The Civil Rights and Restorative Justice Project works with law students, building an archive of the murders of African Americans in the Jim Crow South from 1930 to 1970. We gather the documents, case by case; each case telling a story of violence and impunity that is nowhere to be found in our history books. We then work with the families of the victims to seek acts of restorative justice in the communities where these murders occurred. CRRJ has helped families put up markers, have streets renamed at the site of the killings, consecrate gravestones over unmarked burial sites. We have held public ceremonies with police chiefs and mayors apologizing to the family survivors or descendants for the acts of their predecessors. We have provided the documents for historical exhibits in town halls and libraries. But most of all, we are building an archive so that a new, fuller account of these painful truths can be forever sealed into the telling of American history.
Every day I’m guided in this restorative justice work by the themes, metaphors and images of the Jewish season of repentance. Take cheshbon hanefesh, an accounting of the soul. Our archive is a balance sheet detailing the crimes and our impunity; each case, a liability and a debt owed. There cannot be a reconciliation without recognition and acknowledgement of the total amount of what our society owes, how we have profited from the harms inflicted on others, and how our assets have roots in injustice.
Or take the image of teshuvah, the turning we are asked to do to face our fellow human beings to ask for forgiveness during the Days of Awe, and of God on Yom Kippur. Forgiveness is not a given; it is in the hands of those who have been harmed. But it is in our power to ask to be forgiven. Our tradition tells us that forgiveness does not come unless we make the first move to ask.
What does it take to turn towards those whom we have harmed? To repent as a community for our history of racial murders, we have to take a hard stop, raise our eyes to see where we as a nation have been and what has been done, decide to move towards a different way of behaving, and then act to live up to our vow. Repentance is a process that culminates in the movement of turning.
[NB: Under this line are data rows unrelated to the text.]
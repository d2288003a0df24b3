//! Boundary markers around generated regions.
//!
//! ```text
//! hand-written prose
//! <!-- roadmap:begin overview -->
//! generated body
//! <!-- roadmap:end overview -->
//! more prose
//! ```
//!
//! Only the bytes from the begin marker through the end marker are owned by
//! the tool. Everything outside them is copied through unchanged.

use crate::error::RenderError;

pub fn begin_marker(section: &str) -> String {
    format!("<!-- roadmap:begin {section} -->")
}

pub fn end_marker(section: &str) -> String {
    format!("<!-- roadmap:end {section} -->")
}

const MARKER_OPEN: &str = "<!-- roadmap:";
const MARKER_OPEN_ESCAPED: &str = "&lt;!-- roadmap:";

/// Escape anything in generated text that would read back as a marker.
///
/// Manifest strings end up inside the region verbatim; a title quoting a
/// marker must not split the region on the next run.
pub fn neutralize(body: &str) -> String {
    body.replace(MARKER_OPEN, MARKER_OPEN_ESCAPED)
}

/// The full region (markers included) for `body`.
pub fn region(section: &str, body: &str) -> String {
    format!(
        "{}\n{}\n{}",
        begin_marker(section),
        neutralize(body.trim_end_matches('\n')),
        end_marker(section)
    )
}

/// Byte range of the existing region, or `None` when the document has no
/// markers for `section` at all.
fn locate(document: &str, section: &str) -> Result<Option<(usize, usize)>, RenderError> {
    let begin = begin_marker(section);
    let end = end_marker(section);
    let begins: Vec<usize> = document.match_indices(&begin).map(|(i, _)| i).collect();
    let ends: Vec<usize> = document.match_indices(&end).map(|(i, _)| i).collect();

    let mismatch = |reason: String| RenderError::MarkerMismatch {
        section: section.to_string(),
        reason,
    };

    match (begins.as_slice(), ends.as_slice()) {
        ([], []) => Ok(None),
        ([b], [e]) if b < e => Ok(Some((*b, *e + end.len()))),
        ([_], [_]) => Err(mismatch("end marker precedes begin marker".into())),
        (b, e) if b.len() != e.len() => Err(mismatch(format!(
            "{} begin marker(s) but {} end marker(s)",
            b.len(),
            e.len()
        ))),
        (b, _) => Err(mismatch(format!("region appears {} times", b.len()))),
    }
}

/// Replace the `section` region of `document` with `body`.
///
/// A document without markers gets the region appended after a blank line; an
/// empty document becomes just the region. Splicing the same body twice
/// yields the same bytes.
pub fn splice(document: &str, section: &str, body: &str) -> Result<String, RenderError> {
    let region = region(section, body);
    match locate(document, section)? {
        Some((start, stop)) => {
            let mut out = String::with_capacity(document.len() + region.len());
            out.push_str(&document[..start]);
            out.push_str(&region);
            out.push_str(&document[stop..]);
            Ok(out)
        }
        None if document.is_empty() => Ok(format!("{region}\n")),
        None => {
            let mut out = String::with_capacity(document.len() + region.len() + 2);
            out.push_str(document);
            if !document.ends_with('\n') {
                out.push('\n');
            }
            out.push('\n');
            out.push_str(&region);
            out.push('\n');
            Ok(out)
        }
    }
}

/// Current body of the `section` region, if present and well formed.
pub fn extract<'a>(document: &'a str, section: &str) -> Result<Option<&'a str>, RenderError> {
    Ok(locate(document, section)?.map(|(start, stop)| {
        let inner_start = start + begin_marker(section).len();
        let inner_stop = stop - end_marker(section).len();
        document[inner_start..inner_stop].trim_matches('\n')
    }))
}
//! # roadmap-sync
//!
//! Reconciles projected artifacts with their targets: marker-bounded regions
//! in local README files, and description/topics of hosted repositories.
//!
//! Call [`pipeline::run`] to validate, project and reconcile in one pass.

pub mod diff;
pub mod error;
pub mod github;
pub mod local;
pub mod pipeline;
pub mod remote;
pub mod report;
pub mod throttle;

pub use error::{RemoteError, SyncError};
pub use github::GithubClient;
pub use pipeline::{Remote, RunOptions, Scope};
pub use remote::{RemoteClient, RemoteTask};
pub use report::{Counts, Outcome, ResourceOutcome, RunReport};
pub use throttle::Throttle;
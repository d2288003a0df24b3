//! Structural checks run before any projection.
//!
//! Findings accumulate: one pass reports every problem in the manifest. Fatal
//! findings block projection; warnings are surfaced but never block.

use std::collections::{HashMap, HashSet};
use std::fmt;

use crate::types::{Manifest, ProjectId};

/// GitHub accepts at most this many topics per repository.
pub const MAX_TOPICS: usize = 20;
/// GitHub rejects topics longer than this.
pub const MAX_TOPIC_LEN: usize = 50;

#[derive(Debug, Clone, Copy, PartialEq, Eq, PartialOrd, Ord, Hash)]
pub enum Severity {
    Warning,
    Fatal,
}

impl fmt::Display for Severity {
    fn fmt(&self, f: &mut fmt::Formatter<'_>) -> fmt::Result {
        match self {
            Severity::Warning => f.write_str("warning"),
            Severity::Fatal => f.write_str("error"),
        }
    }
}

/// What a finding is about. Severity is a fixed property of the code.
#[derive(Debug, Clone, Copy, PartialEq, Eq, Hash)]
pub enum FindingCode {
    DuplicateIdentifier,
    InvalidReference,
    InvalidProgress,
    OrphanCategory,
    UnknownProject,
    DuplicateMilestone,
    RepeatedMilestone,
    MissingDescription,
    TopicLimit,
}

impl FindingCode {
    pub fn severity(self) -> Severity {
        match self {
            FindingCode::DuplicateIdentifier
            | FindingCode::InvalidReference
            | FindingCode::InvalidProgress
            | FindingCode::UnknownProject
            | FindingCode::DuplicateMilestone => Severity::Fatal,
            FindingCode::OrphanCategory
            | FindingCode::RepeatedMilestone
            | FindingCode::MissingDescription
            | FindingCode::TopicLimit => Severity::Warning,
        }
    }

    pub fn as_str(self) -> &'static str {
        match self {
            FindingCode::DuplicateIdentifier => "duplicate-identifier",
            FindingCode::InvalidReference => "invalid-reference",
            FindingCode::InvalidProgress => "invalid-progress",
            FindingCode::OrphanCategory => "orphan-category",
            FindingCode::UnknownProject => "unknown-project",
            FindingCode::DuplicateMilestone => "duplicate-milestone",
            FindingCode::RepeatedMilestone => "repeated-milestone",
            FindingCode::MissingDescription => "missing-description",
            FindingCode::TopicLimit => "topic-limit",
        }
    }
}

impl fmt::Display for FindingCode {
    fn fmt(&self, f: &mut fmt::Formatter<'_>) -> fmt::Result {
        f.write_str(self.as_str())
    }
}

/// A single validation finding.
#[derive(Debug, Clone, PartialEq, Eq)]
pub struct Finding {
    pub code: FindingCode,
    /// JSON-path-like pointer into the manifest, e.g. `projects[2]`.
    pub location: String,
    pub message: String,
}

impl Finding {
    fn new(code: FindingCode, location: impl Into<String>, message: impl Into<String>) -> Self {
        Finding {
            code,
            location: location.into(),
            message: message.into(),
        }
    }

    pub fn severity(&self) -> Severity {
        self.code.severity()
    }

    pub fn is_fatal(&self) -> bool {
        self.severity() == Severity::Fatal
    }
}

impl fmt::Display for Finding {
    fn fmt(&self, f: &mut fmt::Formatter<'_>) -> fmt::Result {
        write!(
            f,
            "{} [{}] {}: {}",
            self.severity(),
            self.code,
            self.location,
            self.message
        )
    }
}

/// All findings for one manifest, in check order.
#[derive(Debug, Clone, Default, PartialEq, Eq)]
pub struct ValidationResult {
    pub findings: Vec<Finding>,
}

impl ValidationResult {
    pub fn is_fatal(&self) -> bool {
        self.findings.iter().any(Finding::is_fatal)
    }

    pub fn fatal(&self) -> impl Iterator<Item = &Finding> {
        self.findings.iter().filter(|f| f.is_fatal())
    }

    pub fn warnings(&self) -> impl Iterator<Item = &Finding> {
        self.findings.iter().filter(|f| !f.is_fatal())
    }

    pub fn has(&self, code: FindingCode) -> bool {
        self.findings.iter().any(|f| f.code == code)
    }
}

/// Validate `manifest`. `known_categories` are registered in addition to the
/// manifest's own `categories` list (typically from configuration).
pub fn validate(manifest: &Manifest, known_categories: &[String]) -> ValidationResult {
    let mut findings = Vec::new();

    check_unique_ids(manifest, &mut findings);
    check_references(manifest, &mut findings);
    check_progress(manifest, &mut findings);
    check_categories(manifest, known_categories, &mut findings);
    check_milestone_owners(manifest, &mut findings);
    check_milestone_duplicates(manifest, &mut findings);
    check_publishable(manifest, &mut findings);

    ValidationResult { findings }
}

fn check_unique_ids(manifest: &Manifest, out: &mut Vec<Finding>) {
    let mut first_seen: HashMap<&ProjectId, usize> = HashMap::new();
    for (i, project) in manifest.projects.iter().enumerate() {
        if let Some(first) = first_seen.get(&project.id) {
            out.push(Finding::new(
                FindingCode::DuplicateIdentifier,
                format!("projects[{i}]"),
                format!(
                    "identifier `{}` already used by projects[{first}]",
                    project.id
                ),
            ));
        } else {
            first_seen.insert(&project.id, i);
        }
    }
}

fn check_references(manifest: &Manifest, out: &mut Vec<Finding>) {
    for (i, project) in manifest.projects.iter().enumerate() {
        let Some(repo) = &project.repo else { continue };
        if !repo.is_well_formed() {
            out.push(Finding::new(
                FindingCode::InvalidReference,
                format!("projects[{i}].repo"),
                format!("`{repo}` is not an `owner/repo` reference"),
            ));
        }
    }
}

fn check_progress(manifest: &Manifest, out: &mut Vec<Finding>) {
    for (label, pct) in manifest.progress.iter() {
        if !pct.is_finite() || !(0.0..=100.0).contains(&pct) {
            out.push(Finding::new(
                FindingCode::InvalidProgress,
                format!("progress.{label}"),
                format!("{pct} is outside 0..=100"),
            ));
        }
    }
}

fn check_categories(manifest: &Manifest, known: &[String], out: &mut Vec<Finding>) {
    let mut registered: HashSet<&str> = HashSet::new();
    registered.extend(manifest.projects.iter().filter_map(|p| p.category.as_deref()));
    registered.extend(manifest.progress.iter().map(|(label, _)| label));
    registered.extend(manifest.categories.iter().map(String::as_str));
    registered.extend(known.iter().map(String::as_str));

    let mut reported: HashSet<&str> = HashSet::new();
    for (i, milestone) in manifest.milestones.iter().enumerate() {
        let category = milestone.category.as_str();
        if registered.contains(category) || !reported.insert(category) {
            continue;
        }
        out.push(Finding::new(
            FindingCode::OrphanCategory,
            format!("milestones[{i}].category"),
            format!("category `{category}` is not used by any project or progress entry"),
        ));
    }
}

fn check_milestone_owners(manifest: &Manifest, out: &mut Vec<Finding>) {
    let ids: HashSet<&ProjectId> = manifest.projects.iter().map(|p| &p.id).collect();
    for (i, milestone) in manifest.milestones.iter().enumerate() {
        let Some(owner) = &milestone.project else { continue };
        if !ids.contains(owner) {
            out.push(Finding::new(
                FindingCode::UnknownProject,
                format!("milestones[{i}].project"),
                format!("`{owner}` is not a project identifier"),
            ));
        }
    }
}

fn check_milestone_duplicates(manifest: &Manifest, out: &mut Vec<Finding>) {
    let mut ids: HashSet<&str> = HashSet::new();
    let mut pairs: HashSet<(Option<&ProjectId>, String, Option<chrono::NaiveDate>)> =
        HashSet::new();

    for (i, milestone) in manifest.milestones.iter().enumerate() {
        if let Some(id) = milestone.id.as_deref() {
            if !ids.insert(id) {
                out.push(Finding::new(
                    FindingCode::DuplicateMilestone,
                    format!("milestones[{i}].id"),
                    format!("milestone id `{id}` is used more than once"),
                ));
            }
        }

        let key = (
            milestone.project.as_ref(),
            milestone.title.trim().to_lowercase(),
            milestone.due,
        );
        if !pairs.insert(key) {
            out.push(Finding::new(
                FindingCode::RepeatedMilestone,
                format!("milestones[{i}]"),
                format!(
                    "`{}` appears twice with the same date; run `roadmap dedupe`",
                    milestone.title
                ),
            ));
        }
    }
}

fn check_publishable(manifest: &Manifest, out: &mut Vec<Finding>) {
    for (i, project) in manifest.projects.iter().enumerate() {
        if project.description.trim().is_empty() {
            out.push(Finding::new(
                FindingCode::MissingDescription,
                format!("projects[{i}].description"),
                format!("`{}` has no short description; remote sync will skip it", project.id),
            ));
        }
        if project.topics.len() > MAX_TOPICS {
            out.push(Finding::new(
                FindingCode::TopicLimit,
                format!("projects[{i}].topics"),
                format!("{} topics; only the first {MAX_TOPICS} are published", project.topics.len()),
            ));
        }
        for topic in project.topics.iter().filter(|t| t.chars().count() > MAX_TOPIC_LEN) {
            out.push(Finding::new(
                FindingCode::TopicLimit,
                format!("projects[{i}].topics"),
                format!("topic `{topic}` is longer than {MAX_TOPIC_LEN} characters"),
            ));
        }
    }
}

#[cfg(test)]
mod tests {
    use super::*;
    use crate::manifest;
    use std::path::Path;

    fn parse(json: &str) -> Manifest {
        manifest::parse(Path::new("test.json"), json).expect("parse")
    }

    #[test]
    fn clean_manifest_has_no_findings() {
        let m = parse(
            r#"{
            "updated": "2025-10-05",
            "projects": [{"id": "a", "name": "A", "description": "d", "category": "Backend", "repo": "me/a"}],
            "milestones": [{"title": "t", "category": "Backend", "project": "a", "status": "done"}],
            "progress": {"Backend": 50}
        }"#,
        );
        let result = validate(&m, &[]);
        assert!(result.findings.is_empty(), "{:?}", result.findings);
        assert!(!result.is_fatal());
    }

    #[test]
    fn orphan_category_is_only_a_warning_and_reported_once() {
        let m = parse(
            r#"{
            "updated": "2025-10-05",
            "projects": [],
            "milestones": [
                {"title": "one", "category": "Gardening"},
                {"title": "two", "category": "Gardening"}
            ],
            "progress": {}
        }"#,
        );
        let result = validate(&m, &[]);
        assert_eq!(result.findings.len(), 1);
        assert_eq!(result.findings[0].code, FindingCode::OrphanCategory);
        assert!(!result.is_fatal());

        let known = validate(&m, &["Gardening".to_string()]);
        assert!(known.findings.is_empty());
    }

    #[test]
    fn nan_progress_is_invalid() {
        let mut m = parse(r#"{"updated": "2025-10-05", "projects": [], "milestones": [], "progress": {}}"#);
        m.progress.set("Backend", f64::NAN);
        assert!(validate(&m, &[]).has(FindingCode::InvalidProgress));
    }

    #[test]
    fn finding_display_includes_code_and_location() {
        let f = Finding::new(FindingCode::InvalidProgress, "progress.x", "150 is outside 0..=100");
        assert_eq!(f.to_string(), "error [invalid-progress] progress.x: 150 is outside 0..=100");
    }
}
Our prayers, with the multiplicity of confessions in repeated acrostics from aleph to taf, [from a to z] all in the first person plural, help us understand that we all share in the responsibility to make things right in the public sphere. To ask for forgiveness, we have to first say out loud what wrongs we have committed. Not just keep them in our thoughts, but proclaim them in a space where others hear our confession, and we acknowledge our collective responsibility for repair.
A family member of one of the murdered once told us: “We’ve been waiting for your call for 70 years.” If forgiveness is ever to come, it has to start somewhere, and our liturgy teaches us that it must start with us. We have to make the call.
Rose Zoltek-Jick teaches at Northeastern University School of Law, where she is also the Associate Director of the Civil Rights & Restorative Justice Project.